- **Exercise requirements**:
All lines from the one containing "assert_eq!(rules.url(), url);" to the end of the data below are to be returned exactly, both ends included, with nothing added.
━━━━━ Supplied material
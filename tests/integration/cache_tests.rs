//! End-to-end cache behaviour: status mapping, TTLs and failure policies

use crate::{fetcher, mount_robots};
use robotgate::cache::{DefaultObjectPolicy, HeaderWithDefaultPolicy};
use robotgate::config::{parse_config, OnError};
use robotgate::robots::fetch_rules;
use robotgate::{AgentCache, FetchError, RobotsCache, RobotsError, RuleSet};
use std::sync::Arc;
use std::time::Duration;
use wiremock::matchers::{method, path};
use wiremock::{Mock, MockServer, ResponseTemplate};

const ROBOTS: &str = "\
# robots.txt for a test site
User-agent: *
Disallow: /private*/
Disallow: /tmp
Crawl-delay: 1.5

User-agent: TestBot
User-agent: OtherBot
Disallow: /
Allow: /open

Sitemap: http://example.com/sitemap-1.xml
Sitemap: http://example.com/sitemap-2.xml
";

async fn serve(template: ResponseTemplate, expected_fetches: u64) -> MockServer {
    let mock_server = MockServer::start().await;
    Mock::given(method("GET"))
        .and(path("/robots.txt"))
        .respond_with(template)
        .expect(expected_fetches)
        .mount(&mock_server)
        .await;
    mock_server
}

#[tokio::test]
async fn test_rules_applied_end_to_end() {
    let mock_server = serve(ResponseTemplate::new(200).set_body_string(ROBOTS), 1).await;
    let base = mock_server.uri();
    let cache = RobotsCache::new(fetcher(), 100);

    assert!(cache.allowed(&format!("{}/public", base), "bot").await.unwrap());
    assert!(!cache.allowed(&format!("{}/private-stuff/x", base), "bot").await.unwrap());
    assert!(cache.allowed(&format!("{}/private", base), "bot").await.unwrap());
    assert!(!cache.allowed(&format!("{}/tmp/file", base), "bot").await.unwrap());

    assert!(cache.allowed(&format!("{}/open/page", base), "testbot").await.unwrap());
    assert!(!cache.allowed(&format!("{}/public", base), "OtherBot/2.0").await.unwrap());
    assert!(cache.allowed(&format!("{}/robots.txt", base), "testbot").await.unwrap());
}

#[tokio::test]
async fn test_delay_sitemaps_and_batches() {
    let mock_server = serve(ResponseTemplate::new(200).set_body_string(ROBOTS), 1).await;
    let base = mock_server.uri();
    let cache = RobotsCache::new(fetcher(), 100);

    assert_eq!(cache.delay(&base, "bot").await.unwrap(), Some(1.5));
    assert_eq!(cache.delay(&base, "testbot").await.unwrap(), None);
    assert_eq!(
        cache.sitemaps(&base).await.unwrap(),
        vec![
            "http://example.com/sitemap-1.xml",
            "http://example.com/sitemap-2.xml"
        ]
    );

    let urls: Vec<String> = ["/a", "/tmp/b", "/c", "/private1/d"]
        .iter()
        .map(|p| format!("{}{}", base, p))
        .collect();
    assert_eq!(
        cache.allowed_many(&urls, "bot").await.unwrap(),
        vec![urls[0].clone(), urls[2].clone()]
    );
    assert_eq!(
        cache.disallowed_many(&urls, "bot").await.unwrap(),
        vec![urls[1].clone(), urls[3].clone()]
    );
}

#[tokio::test]
async fn test_forbidden_disallows_everything() {
    let mock_server = serve(ResponseTemplate::new(403), 1).await;
    let cache = RobotsCache::new(fetcher(), 100);

    assert!(cache
        .disallowed(&format!("{}/page", mock_server.uri()), "bot")
        .await
        .unwrap());
}

#[tokio::test]
async fn test_unauthorized_allowed_when_configured() {
    let mock_server = serve(ResponseTemplate::new(401), 1).await;
    let cache = RobotsCache::builder(fetcher())
        .disallow_forbidden(false)
        .build();

    assert!(cache
        .allowed(&format!("{}/page", mock_server.uri()), "bot")
        .await
        .unwrap());
}

#[tokio::test]
async fn test_not_found_allows_everything() {
    let mock_server = serve(ResponseTemplate::new(404), 1).await;
    let cache = RobotsCache::new(fetcher(), 100);

    assert!(cache
        .allowed(&format!("{}/anything", mock_server.uri()), "bot")
        .await
        .unwrap());
}

#[tokio::test]
async fn test_server_error_reraised() {
    let mock_server = serve(ResponseTemplate::new(500), 1).await;
    let cache = RobotsCache::builder(fetcher())
        .on_error(OnError::Reraise)
        .build();
    let url = format!("{}/page", mock_server.uri());

    let err = cache.get(&url).await.unwrap_err();
    assert!(matches!(
        err,
        RobotsError::Fetch(FetchError::BadStatus { status: 500, .. })
    ));
    // The error is cached, so the server sees one request
    assert_eq!(cache.get(&url).await.unwrap_err(), err);
}

#[tokio::test]
async fn test_server_error_disallows_by_default() {
    let mock_server = serve(ResponseTemplate::new(500), 1).await;
    let cache = RobotsCache::new(fetcher(), 100);

    assert!(cache
        .disallowed(&format!("{}/page", mock_server.uri()), "bot")
        .await
        .unwrap());
}

#[tokio::test]
async fn test_malformed_document_goes_through_policy() {
    let mock_server = serve(
        ResponseTemplate::new(200).set_body_string("Disallow: /\nUser-agent: *"),
        1,
    )
    .await;
    let cache = RobotsCache::builder(fetcher())
        .build_with_policy(Arc::new(DefaultObjectPolicy::<Arc<RuleSet>>::allow_all(
            Duration::from_secs(60),
        )));

    assert!(cache
        .allowed(&format!("{}/page", mock_server.uri()), "bot")
        .await
        .unwrap());
}

#[tokio::test]
async fn test_unreachable_host_uses_policy() {
    let listener = std::net::TcpListener::bind("127.0.0.1:0").unwrap();
    let port = listener.local_addr().unwrap().port();
    drop(listener);
    let url = format!("http://127.0.0.1:{}/page", port);

    let lenient = RobotsCache::builder(fetcher())
        .on_error(OnError::AllowAll)
        .build();
    assert!(lenient.allowed(&url, "bot").await.unwrap());

    let strict = RobotsCache::builder(fetcher())
        .on_error(OnError::Reraise)
        .build();
    assert!(matches!(
        strict.allowed(&url, "bot").await.unwrap_err(),
        RobotsError::Fetch(FetchError::Connection { .. })
    ));
}

#[tokio::test]
async fn test_max_age_keeps_entry_fresh() {
    let mock_server = serve(
        ResponseTemplate::new(200)
            .set_body_string(ROBOTS)
            .insert_header("Cache-Control", "max-age=3600"),
        1,
    )
    .await;
    let cache = RobotsCache::new(fetcher(), 100);

    let rules = cache.get(&mock_server.uri()).await.unwrap();
    assert!(rules.ttl() > Duration::from_secs(3500));
    assert!(!rules.is_expired());
    cache.get(&mock_server.uri()).await.unwrap();
}

#[tokio::test]
async fn test_no_store_refetches() {
    let mock_server = serve(
        ResponseTemplate::new(200)
            .set_body_string(ROBOTS)
            .insert_header("Cache-Control", "no-store"),
        2,
    )
    .await;
    let cache = RobotsCache::builder(fetcher())
        .ttl_policy(HeaderWithDefaultPolicy::new(Duration::from_secs(60), Duration::ZERO))
        .build();

    cache.get(&mock_server.uri()).await.unwrap();
    cache.get(&mock_server.uri()).await.unwrap();
}

#[tokio::test]
async fn test_refresh_refetches() {
    let mock_server = serve(ResponseTemplate::new(200).set_body_string(ROBOTS), 2).await;
    let cache = RobotsCache::new(fetcher(), 100);

    cache.get(&mock_server.uri()).await.unwrap();
    cache.refresh(&mock_server.uri()).await.unwrap();
    cache.get(&mock_server.uri()).await.unwrap();
}

#[tokio::test]
async fn test_eviction_refetches() {
    let first = serve(ResponseTemplate::new(200).set_body_string(ROBOTS), 2).await;
    let second = serve(ResponseTemplate::new(200).set_body_string(ROBOTS), 1).await;
    let cache = RobotsCache::new(fetcher(), 1);

    cache.get(&first.uri()).await.unwrap();
    cache.get(&second.uri()).await.unwrap();
    assert_eq!(cache.len(), 1);
    assert!(!cache.contains(&first.uri()));

    cache.get(&first.uri()).await.unwrap();
}

#[tokio::test(flavor = "multi_thread", worker_threads = 4)]
async fn test_concurrent_lookups_share_one_fetch() {
    let mock_server = serve(
        ResponseTemplate::new(200)
            .set_body_string(ROBOTS)
            .set_delay(Duration::from_millis(200)),
        1,
    )
    .await;
    let cache = Arc::new(RobotsCache::new(fetcher(), 100));
    let base = mock_server.uri();

    let handles: Vec<_> = (0..10)
        .map(|i| {
            let cache = cache.clone();
            let url = format!("{}/page/{}", base, i);
            tokio::spawn(async move { cache.allowed(&url, "bot").await })
        })
        .collect();

    for handle in handles {
        assert!(handle.await.unwrap().unwrap());
    }
}

#[tokio::test]
async fn test_agent_cache_end_to_end() {
    let mock_server = serve(ResponseTemplate::new(200).set_body_string(ROBOTS), 1).await;
    let base = mock_server.uri();
    let cache = AgentCache::new(fetcher(), "TestBot", 100);

    assert!(cache.allowed(&format!("{}/open", base)).await.unwrap());
    assert!(cache.disallowed(&format!("{}/closed", base)).await.unwrap());
    assert_eq!(cache.delay(&base).await.unwrap(), None);
    assert_eq!(cache.len(), 1);
}

#[tokio::test]
async fn test_agent_cache_from_config() {
    let config = parse_config(
        r#"
[cache]
capacity = 10
on-error = "allow-all"
"#,
    )
    .unwrap();
    let mock_server = serve(ResponseTemplate::new(503), 1).await;
    let cache = AgentCache::from_config(fetcher(), "bot", &config.cache);

    assert!(cache
        .allowed(&format!("{}/page", mock_server.uri()))
        .await
        .unwrap());
}

#[tokio::test]
async fn test_fetch_rules_without_cache() {
    let mock_server = MockServer::start().await;
    mount_robots(
        &mock_server,
        ResponseTemplate::new(200)
            .set_body_string(ROBOTS)
            .insert_header("Expires", "Thu, 01 Jan 1970 00:00:00 GMT"),
    )
    .await;

    let policy = HeaderWithDefaultPolicy::new(Duration::from_secs(60), Duration::from_secs(30));
    let url = format!("{}/robots.txt", mock_server.uri());
    let rules = fetch_rules(&fetcher(), &url, &policy, true).await.unwrap();

    assert_eq!(rules.url(), url);
    assert_eq!(rules.delay("bot"), Some(1.5));
    // An Expires in the past is clamped to the minimum TTL
    assert!(rules.ttl() <= Duration::from_secs(30));
    assert!(rules.ttl() > Duration::from_secs(20));
}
━━━━━━━━━━
- **Task output**:
    assert_eq!(rules.url(), url);
    assert_eq!(rules.delay("bot"), Some(1.5));
    // An Expires in the past is clamped to the minimum TTL
    assert!(rules.ttl() <= Duration::from_secs(30));
    assert!(rules.ttl() > Duration::from_secs(20));
}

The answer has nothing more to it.